What is required:
A line-by-line copy of the material below is required.

┌──

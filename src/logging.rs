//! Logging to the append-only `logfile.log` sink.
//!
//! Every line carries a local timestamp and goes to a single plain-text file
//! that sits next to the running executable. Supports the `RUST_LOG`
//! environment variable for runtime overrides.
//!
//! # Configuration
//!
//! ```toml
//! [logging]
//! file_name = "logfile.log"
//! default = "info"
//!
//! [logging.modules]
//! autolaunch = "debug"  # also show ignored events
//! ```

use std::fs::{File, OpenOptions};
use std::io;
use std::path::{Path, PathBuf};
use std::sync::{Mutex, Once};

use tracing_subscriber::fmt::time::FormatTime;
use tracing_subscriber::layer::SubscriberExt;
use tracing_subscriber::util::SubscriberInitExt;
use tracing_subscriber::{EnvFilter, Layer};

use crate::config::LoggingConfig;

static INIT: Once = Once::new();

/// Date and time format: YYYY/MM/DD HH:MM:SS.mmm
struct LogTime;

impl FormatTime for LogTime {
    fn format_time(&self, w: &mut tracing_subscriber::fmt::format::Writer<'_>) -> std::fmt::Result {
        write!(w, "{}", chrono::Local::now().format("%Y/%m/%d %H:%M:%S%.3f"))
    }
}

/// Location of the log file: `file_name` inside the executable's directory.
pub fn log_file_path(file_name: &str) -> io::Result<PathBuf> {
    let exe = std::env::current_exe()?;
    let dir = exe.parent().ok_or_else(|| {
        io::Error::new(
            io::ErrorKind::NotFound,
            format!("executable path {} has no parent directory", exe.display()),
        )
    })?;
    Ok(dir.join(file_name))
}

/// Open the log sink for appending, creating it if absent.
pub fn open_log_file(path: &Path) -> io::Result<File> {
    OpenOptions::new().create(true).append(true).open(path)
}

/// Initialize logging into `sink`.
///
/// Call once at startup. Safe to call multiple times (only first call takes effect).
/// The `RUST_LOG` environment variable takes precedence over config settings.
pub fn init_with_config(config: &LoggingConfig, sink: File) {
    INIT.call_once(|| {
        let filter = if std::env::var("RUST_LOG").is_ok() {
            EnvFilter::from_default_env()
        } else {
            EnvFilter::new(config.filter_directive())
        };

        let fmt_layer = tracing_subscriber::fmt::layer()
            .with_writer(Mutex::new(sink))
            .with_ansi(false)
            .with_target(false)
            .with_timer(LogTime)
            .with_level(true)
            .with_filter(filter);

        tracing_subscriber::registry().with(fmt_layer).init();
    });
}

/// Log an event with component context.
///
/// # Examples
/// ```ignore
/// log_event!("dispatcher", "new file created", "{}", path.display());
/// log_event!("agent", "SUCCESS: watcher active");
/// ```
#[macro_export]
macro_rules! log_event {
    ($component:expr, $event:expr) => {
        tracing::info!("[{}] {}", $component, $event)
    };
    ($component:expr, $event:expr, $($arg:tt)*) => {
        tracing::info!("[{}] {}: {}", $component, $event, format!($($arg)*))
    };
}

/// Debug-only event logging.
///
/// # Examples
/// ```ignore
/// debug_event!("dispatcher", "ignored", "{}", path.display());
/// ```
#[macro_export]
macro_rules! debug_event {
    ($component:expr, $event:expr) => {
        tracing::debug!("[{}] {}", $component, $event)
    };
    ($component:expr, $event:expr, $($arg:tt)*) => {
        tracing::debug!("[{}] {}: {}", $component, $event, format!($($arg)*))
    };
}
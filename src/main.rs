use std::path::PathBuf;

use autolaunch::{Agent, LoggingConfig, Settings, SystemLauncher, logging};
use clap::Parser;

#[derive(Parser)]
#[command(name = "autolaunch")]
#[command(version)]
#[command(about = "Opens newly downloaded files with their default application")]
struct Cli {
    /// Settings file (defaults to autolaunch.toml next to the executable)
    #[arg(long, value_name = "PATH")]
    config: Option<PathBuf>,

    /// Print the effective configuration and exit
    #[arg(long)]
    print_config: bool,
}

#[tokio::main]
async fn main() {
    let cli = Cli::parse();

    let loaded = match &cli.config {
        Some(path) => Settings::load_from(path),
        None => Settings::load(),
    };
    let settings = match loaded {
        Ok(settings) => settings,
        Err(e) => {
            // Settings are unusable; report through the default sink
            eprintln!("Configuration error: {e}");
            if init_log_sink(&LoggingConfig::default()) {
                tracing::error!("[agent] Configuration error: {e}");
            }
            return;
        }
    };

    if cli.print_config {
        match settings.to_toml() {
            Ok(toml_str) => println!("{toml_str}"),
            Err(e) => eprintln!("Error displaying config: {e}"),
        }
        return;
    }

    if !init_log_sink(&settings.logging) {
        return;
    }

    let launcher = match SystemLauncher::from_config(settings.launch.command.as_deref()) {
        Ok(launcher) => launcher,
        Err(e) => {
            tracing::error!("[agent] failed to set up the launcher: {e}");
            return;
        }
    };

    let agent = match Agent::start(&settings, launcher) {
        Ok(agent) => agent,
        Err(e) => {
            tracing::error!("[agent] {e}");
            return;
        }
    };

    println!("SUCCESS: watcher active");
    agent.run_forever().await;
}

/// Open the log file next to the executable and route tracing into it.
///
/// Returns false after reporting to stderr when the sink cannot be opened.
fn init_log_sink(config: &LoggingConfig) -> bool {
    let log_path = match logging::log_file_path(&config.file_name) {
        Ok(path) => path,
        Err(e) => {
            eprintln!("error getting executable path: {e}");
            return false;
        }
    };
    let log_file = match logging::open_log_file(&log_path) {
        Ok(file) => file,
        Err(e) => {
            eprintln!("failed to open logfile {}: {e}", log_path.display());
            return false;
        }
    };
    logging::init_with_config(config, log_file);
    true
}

└──

Answer to this exercise:
filename src/logging.rs
//! Logging to the append-only `logfile.log` sink.
//!
//! Every line carries a local timestamp and goes to a single plain-text file
//! that sits next to the running executable. Supports the `RUST_LOG`
//! environment variable for runtime overrides.
//!
//! # Configuration
//!
//! ```toml
//! [logging]
//! file_name = "logfile.log"
//! default = "info"
//!
//! [logging.modules]
//! autolaunch = "debug"  # also show ignored events
//! ```

use std::fs::{File, OpenOptions};
use std::io;
use std::path::{Path, PathBuf};
use std::sync::{Mutex, Once};

use tracing_subscriber::fmt::time::FormatTime;
use tracing_subscriber::layer::SubscriberExt;
use tracing_subscriber::util::SubscriberInitExt;
use tracing_subscriber::{EnvFilter, Layer};

use crate::config::LoggingConfig;

static INIT: Once = Once::new();

/// Date and time format: YYYY/MM/DD HH:MM:SS.mmm
struct LogTime;

impl FormatTime for LogTime {
    fn format_time(&self, w: &mut tracing_subscriber::fmt::format::Writer<'_>) -> std::fmt::Result {
        write!(w, "{}", chrono::Local::now().format("%Y/%m/%d %H:%M:%S%.3f"))
    }
}

/// Location of the log file: `file_name` inside the executable's directory.
pub fn log_file_path(file_name: &str) -> io::Result<PathBuf> {
    let exe = std::env::current_exe()?;
    let dir = exe.parent().ok_or_else(|| {
        io::Error::new(
            io::ErrorKind::NotFound,
            format!("executable path {} has no parent directory", exe.display()),
        )
    })?;
    Ok(dir.join(file_name))
}

/// Open the log sink for appending, creating it if absent.
pub fn open_log_file(path: &Path) -> io::Result<File> {
    OpenOptions::new().create(true).append(true).open(path)
}

/// Initialize logging into `sink`.
///
/// Call once at startup. Safe to call multiple times (only first call takes effect).
/// The `RUST_LOG` environment variable takes precedence over config settings.
pub fn init_with_config(config: &LoggingConfig, sink: File) {
    INIT.call_once(|| {
        let filter = if std::env::var("RUST_LOG").is_ok() {
            EnvFilter::from_default_env()
        } else {
            EnvFilter::new(config.filter_directive())
        };

        let fmt_layer = tracing_subscriber::fmt::layer()
            .with_writer(Mutex::new(sink))
            .with_ansi(false)
            .with_target(false)
            .with_timer(LogTime)
            .with_level(true)
            .with_filter(filter);

        tracing_subscriber::registry().with(fmt_layer).init();
    });
}

/// Log an event with component context.
///
/// # Examples
/// ```ignore
/// log_event!("dispatcher", "new file created", "{}", path.display());
/// log_event!("agent", "SUCCESS: watcher active");
/// ```
#[macro_export]
macro_rules! log_event {
    ($component:expr, $event:expr) => {
        tracing::info!("[{}] {}", $component, $event)
    };
    ($component:expr, $event:expr, $($arg:tt)*) => {
        tracing::info!("[{}] {}: {}", $component, $event, format!($($arg)*))
    };
}

/// Debug-only event logging.
///
/// # Examples
/// ```ignore
/// debug_event!("dispatcher", "ignored", "{}", path.display());
/// ```
#[macro_export]
macro_rules! debug_event {
    ($component:expr, $event:expr) => {
        tracing::debug!("[{}] {}", $component, $event)
    };
    ($component:expr, $event:expr, $($arg:tt)*) => {
        tracing::debug!("[{}] {}: {}", $component, $event, format!($($arg)*))
    };
}
filename src/main.rs
use std::path::PathBuf;

use autolaunch::{Agent, LoggingConfig, Settings, SystemLauncher, logging};
use clap::Parser;

#[derive(Parser)]
#[command(name = "autolaunch")]
#[command(version)]
#[command(about = "Opens newly downloaded files with their default application")]
struct Cli {
    /// Settings file (defaults to autolaunch.toml next to the executable)
    #[arg(long, value_name = "PATH")]
    config: Option<PathBuf>,

    /// Print the effective configuration and exit
    #[arg(long)]
    print_config: bool,
}

#[tokio::main]
async fn main() {
    let cli = Cli::parse();

    let loaded = match &cli.config {
        Some(path) => Settings::load_from(path),
        None => Settings::load(),
    };
    let settings = match loaded {
        Ok(settings) => settings,
        Err(e) => {
            // Settings are unusable; report through the default sink
            eprintln!("Configuration error: {e}");
            if init_log_sink(&LoggingConfig::default()) {
                tracing::error!("[agent] Configuration error: {e}");
            }
            return;
        }
    };

    if cli.print_config {
        match settings.to_toml() {
            Ok(toml_str) => println!("{toml_str}"),
            Err(e) => eprintln!("Error displaying config: {e}"),
        }
        return;
    }

    if !init_log_sink(&settings.logging) {
        return;
    }

    let launcher = match SystemLauncher::from_config(settings.launch.command.as_deref()) {
        Ok(launcher) => launcher,
        Err(e) => {
            tracing::error!("[agent] failed to set up the launcher: {e}");
            return;
        }
    };

    let agent = match Agent::start(&settings, launcher) {
        Ok(agent) => agent,
        Err(e) => {
            tracing::error!("[agent] {e}");
            return;
        }
    };

    println!("SUCCESS: watcher active");
    agent.run_forever().await;
}

/// Open the log file next to the executable and route tracing into it.
///
/// Returns false after reporting to stderr when the sink cannot be opened.
fn init_log_sink(config: &LoggingConfig) -> bool {
    let log_path = match logging::log_file_path(&config.file_name) {
        Ok(path) => path,
        Err(e) => {
            eprintln!("error getting executable path: {e}");
            return false;
        }
    };
    let log_file = match logging::open_log_file(&log_path) {
        Ok(file) => file,
        Err(e) => {
            eprintln!("failed to open logfile {}: {e}", log_path.display());
            return false;
        }
    };
    logging::init_with_config(config, log_file);
    true
}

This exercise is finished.